The two parts of the pencil hit the wall of the office and bounced onto the floor.

"Bald?" I echoed, somewhat weakly.

"That's right, sort of motheaten. Patchy like. A bit like fairy rings," the voice said.

Twelve breeding females, probably all pregnant with litters of seven, and fourteen toms, in various states of disrepair, all with rampant ringworm to boot by the sound of it. I ground the pencil under the heel of my welly.

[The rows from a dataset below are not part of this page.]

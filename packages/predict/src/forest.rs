//! JSON classifier artifacts.
//!
//! Two model families are supported, selected by the `kind` field:
//!
//! * `random_forest` — decision trees exported from scikit-learn's tree
//!   arrays (`children_left`, `children_right`, `feature`, `threshold`,
//!   `value`). Leaves hold per-class counts or fractions; the forest
//!   probability is the mean of each tree's normalized positive-class
//!   frequency.
//! * `logistic_regression` — six coefficients and an intercept; the
//!   probability is the sigmoid of the linear score.

use std::path::Path;

use parking_finder_parking_models::{FEATURE_NAMES, FeatureVector};
use serde::Deserialize;

use crate::PredictError;
use crate::classifier::Classifier;

/// Marker scikit-learn uses for "no child" in its tree arrays.
const LEAF: i64 = -1;

const FEATURE_COUNT: usize = FEATURE_NAMES.len();

/// One decision tree in scikit-learn array form.
#[derive(Debug, Clone, PartialEq, Deserialize)]
pub struct DecisionTree {
    /// Left child per node, `-1` at leaves.
    pub children_left: Vec<i64>,
    /// Right child per node, `-1` at leaves.
    pub children_right: Vec<i64>,
    /// Split feature index per node.
    pub feature: Vec<i64>,
    /// Split threshold per node; rows with `x <= threshold` go left.
    pub threshold: Vec<f64>,
    /// Class counts or fractions per node, `[negative, positive]`.
    pub value: Vec<Vec<f64>>,
}

impl DecisionTree {
    fn validate(&self, index: usize) -> Result<(), PredictError> {
        let invalid = |message: String| PredictError::InvalidModel {
            message: format!("tree {index}: {message}"),
        };
        let nodes = self.children_left.len();
        if nodes == 0 {
            return Err(invalid("tree has no nodes".to_string()));
        }
        if [
            self.children_right.len(),
            self.feature.len(),
            self.threshold.len(),
            self.value.len(),
        ]
        .iter()
        .any(|len| *len != nodes)
        {
            return Err(invalid("node arrays differ in length".to_string()));
        }

        for node in 0..nodes {
            let (left, right) = (self.children_left[node], self.children_right[node]);
            if left == LEAF || right == LEAF {
                if left != right {
                    return Err(invalid(format!("node {node} has a single child")));
                }
                let counts = &self.value[node];
                if counts.len() != 2 || counts.iter().any(|c| !c.is_finite() || *c < 0.0) {
                    return Err(invalid(format!("leaf {node} must hold two class weights")));
                }
                if counts.iter().sum::<f64>() <= 0.0 {
                    return Err(invalid(format!("leaf {node} has zero weight")));
                }
                continue;
            }

            // Children always come after their parent, which also rules out
            // cycles.
            let node_i64 = i64::try_from(node).unwrap_or(i64::MAX);
            let nodes_i64 = i64::try_from(nodes).unwrap_or(i64::MAX);
            for child in [left, right] {
                if child <= node_i64 || child >= nodes_i64 {
                    return Err(invalid(format!("node {node} has invalid child {child}")));
                }
            }
            if !usize::try_from(self.feature[node]).is_ok_and(|f| f < FEATURE_COUNT) {
                return Err(invalid(format!(
                    "node {node} splits on unknown feature {}",
                    self.feature[node]
                )));
            }
            if self.threshold[node].is_nan() {
                return Err(invalid(format!("node {node} has a NaN threshold")));
            }
        }
        Ok(())
    }

    /// Positive-class frequency at the leaf `row` falls into. Assumes the
    /// tree passed validation.
    fn positive_frequency(&self, row: &[f64; FEATURE_COUNT]) -> f64 {
        let mut node = 0_usize;
        loop {
            let left = self.children_left[node];
            if left == LEAF {
                let counts = &self.value[node];
                return counts[1] / (counts[0] + counts[1]);
            }
            let feature = usize::try_from(self.feature[node]).unwrap_or_default();
            let next = if row[feature] <= self.threshold[node] {
                left
            } else {
                self.children_right[node]
            };
            node = usize::try_from(next).unwrap_or_default();
        }
    }
}

/// A deserialized classifier artifact.
#[derive(Debug, Clone, PartialEq, Deserialize)]
#[serde(tag = "kind", rename_all = "snake_case")]
pub enum ModelArtifact {
    /// Ensemble of decision trees.
    RandomForest {
        /// Feature names the model was trained on, if recorded.
        #[serde(default)]
        feature_names: Option<Vec<String>>,
        /// The trees.
        trees: Vec<DecisionTree>,
    },
    /// Logistic regression.
    LogisticRegression {
        /// Feature names the model was trained on, if recorded.
        #[serde(default)]
        feature_names: Option<Vec<String>>,
        /// One weight per feature.
        coefficients: Vec<f64>,
        /// Bias term.
        intercept: f64,
    },
}

impl ModelArtifact {
    /// Reads and validates an artifact file.
    ///
    /// # Errors
    ///
    /// Returns [`PredictError`] if the file cannot be read, is not valid
    /// JSON, or fails validation.
    pub fn from_path(path: &Path) -> Result<Self, PredictError> {
        let text = std::fs::read_to_string(path)?;
        Self::from_json(&text)
    }

    /// Parses and validates an artifact.
    ///
    /// # Errors
    ///
    /// Returns [`PredictError`] if the text is not a valid artifact.
    pub fn from_json(text: &str) -> Result<Self, PredictError> {
        let artifact: Self = serde_json::from_str(text)?;
        artifact.validate()?;
        Ok(artifact)
    }

    fn validate(&self) -> Result<(), PredictError> {
        let (Self::RandomForest { feature_names, .. }
        | Self::LogisticRegression { feature_names, .. }) = self;
        if let Some(names) = feature_names
            && !names.iter().map(String::as_str).eq(FEATURE_NAMES)
        {
            return Err(PredictError::InvalidModel {
                message: format!("feature names {names:?} do not match {FEATURE_NAMES:?}"),
            });
        }

        match self {
            Self::RandomForest { trees, .. } => {
                if trees.is_empty() {
                    return Err(PredictError::InvalidModel {
                        message: "forest has no trees".to_string(),
                    });
                }
                trees
                    .iter()
                    .enumerate()
                    .try_for_each(|(i, tree)| tree.validate(i))
            }
            Self::LogisticRegression {
                coefficients,
                intercept,
                ..
            } => {
                if coefficients.len() != FEATURE_COUNT
                    || !intercept.is_finite()
                    || coefficients.iter().any(|c| !c.is_finite())
                {
                    return Err(PredictError::InvalidModel {
                        message: format!(
                            "logistic regression needs {FEATURE_COUNT} finite coefficients"
                        ),
                    });
                }
                Ok(())
            }
        }
    }

    /// Short human-readable summary for logs.
    #[must_use]
    pub fn describe(&self) -> String {
        match self {
            Self::RandomForest { trees, .. } => format!("random forest ({} trees)", trees.len()),
            Self::LogisticRegression { .. } => "logistic regression".to_string(),
        }
    }

    fn probability(&self, row: &[f64; FEATURE_COUNT]) -> f64 {
        match self {
            Self::RandomForest { trees, .. } => {
                let total: f64 = trees.iter().map(|tree| tree.positive_frequency(row)).sum();
                #[allow(clippy::cast_precision_loss)]
                let count = trees.len() as f64;
                total / count
            }
            Self::LogisticRegression {
                coefficients,
                intercept,
                ..
            } => {
                let score: f64 = intercept
                    + coefficients
                        .iter()
                        .zip(row)
                        .map(|(w, x)| w * x)
                        .sum::<f64>();
                1.0 / (1.0 + (-score).exp())
            }
        }
    }
}

impl Classifier for ModelArtifact {
    fn predict_probability(&self, rows: &[FeatureVector]) -> Result<Vec<f64>, PredictError> {
        rows.iter()
            .map(|row| {
                if row.values().iter().any(|v| !v.is_finite()) {
                    return Err(PredictError::Inference {
                        message: format!("non-finite feature in {:?}", row.values()),
                    });
                }
                Ok(self.probability(row.values()))
            })
            .collect()
    }
}
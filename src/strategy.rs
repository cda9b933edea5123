pub mod rank;
pub mod rules;

use error_stack::Report;

use crate::config::ScoringConfig;
use crate::error::ScoringError;
use crate::model::{IndicatorSnapshot, Signal};
use crate::strategy::rules::CoreInputs;

/// Turns an indicator snapshot into a scored [`Signal`].
///
/// Rule groups are additive; within a group only the first matching branch
/// contributes. Reasons are appended in evaluation order.
#[derive(Debug, Clone)]
pub struct ScoringEngine {
    config: ScoringConfig,
}

impl ScoringEngine {
    pub fn new(config: ScoringConfig) -> Self {
        Self { config }
    }

    pub fn score(
        &self,
        instrument_id: &str,
        snapshot: IndicatorSnapshot,
    ) -> Result<Signal, Report<ScoringError>> {
        let features = self.config.features;

        // The regime filter short-circuits before any rule runs.
        if features.trend_gate {
            rules::trend_gate(&snapshot)?;
        }

        let inputs = CoreInputs::from_snapshot(&snapshot)?;

        let hits = [
            rules::rsi_group(&inputs, &self.config),
            rules::macd_group(&inputs),
            rules::bollinger_group(&inputs, &self.config),
            features
                .volume
                .then(|| rules::volume_group(&snapshot, &self.config))
                .flatten(),
            rules::overbought_group(&inputs, &self.config),
            rules::band_upper_near_group(&inputs, &self.config),
        ];

        let mut score = 0;
        let mut reasons = Vec::new();
        for (points, reason) in hits.into_iter().flatten() {
            score += points;
            reasons.push(reason);
        }

        let (stop_loss, take_profit) = match snapshot.atr14 {
            Some(atr) if features.atr_risk => (
                Some((inputs.price - self.config.stop_loss_atr * atr).max(0.0)),
                Some(inputs.price + self.config.take_profit_atr * atr),
            ),
            _ => (None, None),
        };

        Ok(Signal {
            instrument_id: instrument_id.to_owned(),
            score,
            reasons,
            price: inputs.price,
            stop_loss,
            take_profit,
            snapshot,
        })
    }
}
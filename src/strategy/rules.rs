//! Rule groups of the scoring table. Each group returns at most one
//! `(points, reason)` pair; branches inside a group are checked in priority
//! order.

use error_stack::{Report, bail};

use crate::config::ScoringConfig;
use crate::error::ScoringError;
use crate::indicator::bollinger::Bands;
use crate::indicator::volume::is_spike;
use crate::model::{IndicatorSnapshot, Reason};

pub const OVERSOLD_POINTS: i32 = 30;
pub const RSI_LOW_POINTS: i32 = 15;
pub const GOLDEN_CROSS_POINTS: i32 = 40;
pub const BULLISH_ALIGNED_POINTS: i32 = 10;
pub const BAND_LOWER_TOUCH_POINTS: i32 = 30;
pub const BAND_UPPER_BREAKOUT_POINTS: i32 = -20;
pub const VOLUME_SPIKE_POINTS: i32 = 15;
pub const OVERBOUGHT_POINTS: i32 = -20;
pub const BAND_UPPER_NEAR_POINTS: i32 = -10;

pub type Hit = Option<(i32, Reason)>;

/// Snapshot fields every score depends on, all defined.
#[derive(Debug, Clone, Copy)]
pub struct CoreInputs {
    pub price: f64,
    pub rsi: f64,
    pub macd: f64,
    pub signal: f64,
    pub macd_prev: f64,
    pub signal_prev: f64,
    pub bands: Bands,
}

fn require(value: Option<f64>, field: &'static str) -> Result<f64, Report<ScoringError>> {
    match value {
        Some(v) if v.is_finite() => Ok(v),
        _ => bail!(ScoringError::Undefined { field }),
    }
}

impl CoreInputs {
    pub fn from_snapshot(snapshot: &IndicatorSnapshot) -> Result<Self, Report<ScoringError>> {
        let upper = require(snapshot.band_upper, "band_upper")?;
        let lower = require(snapshot.band_lower, "band_lower")?;
        Ok(Self {
            price: require(Some(snapshot.last_close), "last_close")?,
            rsi: require(snapshot.rsi, "rsi")?,
            macd: require(snapshot.macd, "macd")?,
            signal: require(snapshot.macd_signal, "macd_signal")?,
            macd_prev: require(snapshot.macd_prev, "macd_prev")?,
            signal_prev: require(snapshot.macd_signal_prev, "macd_signal_prev")?,
            bands: Bands {
                upper,
                middle: snapshot.sma20.unwrap_or((upper + lower) / 2.0),
                lower,
            },
        })
    }
}

/// Regime filter: price and the fast EMA must both sit above the slow EMA.
pub fn trend_gate(snapshot: &IndicatorSnapshot) -> Result<(), Report<ScoringError>> {
    let (Some(fast), Some(slow)) = (snapshot.ema50, snapshot.ema200) else {
        bail!(ScoringError::InsufficientTrendHistory);
    };
    if snapshot.last_close > slow && fast > slow {
        Ok(())
    } else {
        Err(Report::new(ScoringError::TrendRejected)
            .attach(format!("price={} ema50={fast} ema200={slow}", snapshot.last_close)))
    }
}

pub fn rsi_group(inputs: &CoreInputs, config: &ScoringConfig) -> Hit {
    if inputs.rsi <= config.rsi_oversold {
        Some((OVERSOLD_POINTS, Reason::Oversold))
    } else if inputs.rsi <= config.rsi_low {
        Some((RSI_LOW_POINTS, Reason::RsiLow))
    } else {
        None
    }
}

pub fn macd_group(inputs: &CoreInputs) -> Hit {
    let crossed_up = inputs.macd_prev < inputs.signal_prev && inputs.macd > inputs.signal;
    if crossed_up {
        Some((GOLDEN_CROSS_POINTS, Reason::GoldenCross))
    } else if inputs.macd > inputs.signal {
        Some((BULLISH_ALIGNED_POINTS, Reason::BullishAligned))
    } else {
        None
    }
}

/// Skipped entirely when the band has no width.
pub fn bollinger_group(inputs: &CoreInputs, config: &ScoringConfig) -> Hit {
    let percent_b = inputs.bands.percent_b(inputs.price)?;
    if percent_b <= config.band_touch_ratio {
        Some((BAND_LOWER_TOUCH_POINTS, Reason::BandLowerTouch))
    } else if percent_b >= config.band_breakout_ratio {
        Some((BAND_UPPER_BREAKOUT_POINTS, Reason::BandUpperBreakout))
    } else {
        None
    }
}

pub fn volume_group(snapshot: &IndicatorSnapshot, config: &ScoringConfig) -> Hit {
    let average = snapshot.volume_ma20?;
    is_spike(
        snapshot.last_volume as f64,
        average,
        config.volume_spike_multiplier,
    )
    .then_some((VOLUME_SPIKE_POINTS, Reason::VolumeSpike))
}

pub fn overbought_group(inputs: &CoreInputs, config: &ScoringConfig) -> Hit {
    (inputs.rsi >= config.rsi_overbought).then_some((OVERBOUGHT_POINTS, Reason::Overbought))
}

pub fn band_upper_near_group(inputs: &CoreInputs, config: &ScoringConfig) -> Hit {
    (inputs.price >= config.band_near_ratio * inputs.bands.upper)
        .then_some((BAND_UPPER_NEAR_POINTS, Reason::BandUpperNear))
}
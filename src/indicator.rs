pub mod atr;
pub mod bollinger;
pub mod engine;
pub mod ma;
pub mod macd;
pub mod rsi;
pub mod volume;

use error_stack::Report;

use crate::error::IndicatorError;
use crate::model::PricePoint;

/// A technical analysis indicator that operates on a slice of price points.
///
/// Points must be in ascending chronological order (oldest first).
pub trait Indicator: Send + Sync {
    /// Unique name of this indicator (e.g., "rsi", "sma").
    fn name(&self) -> &str;

    /// Minimum number of points required to produce at least one output value.
    fn required_points(&self) -> usize;

    /// Calculate indicator values from price points.
    ///
    /// Returns one value per output point, aligned to the end of the input.
    /// The number of values may be less than the number of input points
    /// depending on the indicator's lookback.
    fn calculate(&self, points: &[PricePoint]) -> Result<Vec<f64>, Report<IndicatorError>>;
}

/// Extract close prices from a slice of price points.
pub fn close_prices(points: &[PricePoint]) -> Vec<f64> {
    points.iter().map(|p| p.close).collect()
}

/// Extract volumes from a slice of price points.
pub fn volumes(points: &[PricePoint]) -> Vec<f64> {
    points.iter().map(|p| p.volume as f64).collect()
}

/// Keep a value only if it is a real number.
pub fn finite(value: f64) -> Option<f64> {
    value.is_finite().then_some(value)
}

/// Latest and one-step-prior values of an output series.
pub fn last_two(values: &[f64]) -> (Option<f64>, Option<f64>) {
    let n = values.len();
    let current = values.last().copied().and_then(finite);
    let previous = n.checked_sub(2).and_then(|i| finite(values[i]));
    (current, previous)
}

#[cfg(test)]
mod tests {
    use super::*;

    #[test]
    fn finite_filters_nan_and_infinity() {
        assert_eq!(finite(1.5), Some(1.5));
        assert_eq!(finite(f64::NAN), None);
        assert_eq!(finite(f64::INFINITY), None);
    }

    #[test]
    fn last_two_handles_short_series() {
        assert_eq!(last_two(&[]), (None, None));
        assert_eq!(last_two(&[3.0]), (Some(3.0), None));
        assert_eq!(last_two(&[1.0, 2.0, 3.0]), (Some(3.0), Some(2.0)));
    }
}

As if the prospect of twenty-six ringwormy cats wasn't bad enough, the caller launched into graphic details of what sounded suspiciously like cat flu. Snuffling like, all snotty and sneezing. My heart sank. I had awful visions of underlying ailments, such as leukaemia or FIV which grew more and more vivid when the inexorable voice rounded off with a colourful description of the toms' fight wounds. "Always at it," the voice grumbled, "either humping or fighting."

"Do they live inside?" I asked, throttling a convenient collecting box and imagining it to be the neck of the cat owner. The question was a triumph of hope over reasoning.

"Oh no, they all live outdoors. Can't touch most of them, except the kittens, otherwise I'd see to them myself."

I revised my opinion of 'uneducated kitten-drowner' to 'rampant cat-hater' and reached for an unmutilated pencil.

My "Can I take the name and address please?" came out as a sort of strangled noise.

The line went silent and then dissolved into giggles. I was not amused. I was going to have to trap twenty-six ringwormy, flu-ridden, half-wild cats and I was definitely not amused. Snap! went the pencil, and what was left of my self-control.

"Hello? Hello?" I barked at the muffled laughter, "Look if you think this is funny ..."

"Hello?" said the half-choked voice of the Sanctuary Co-ordinator, "I got you that time didn't I?"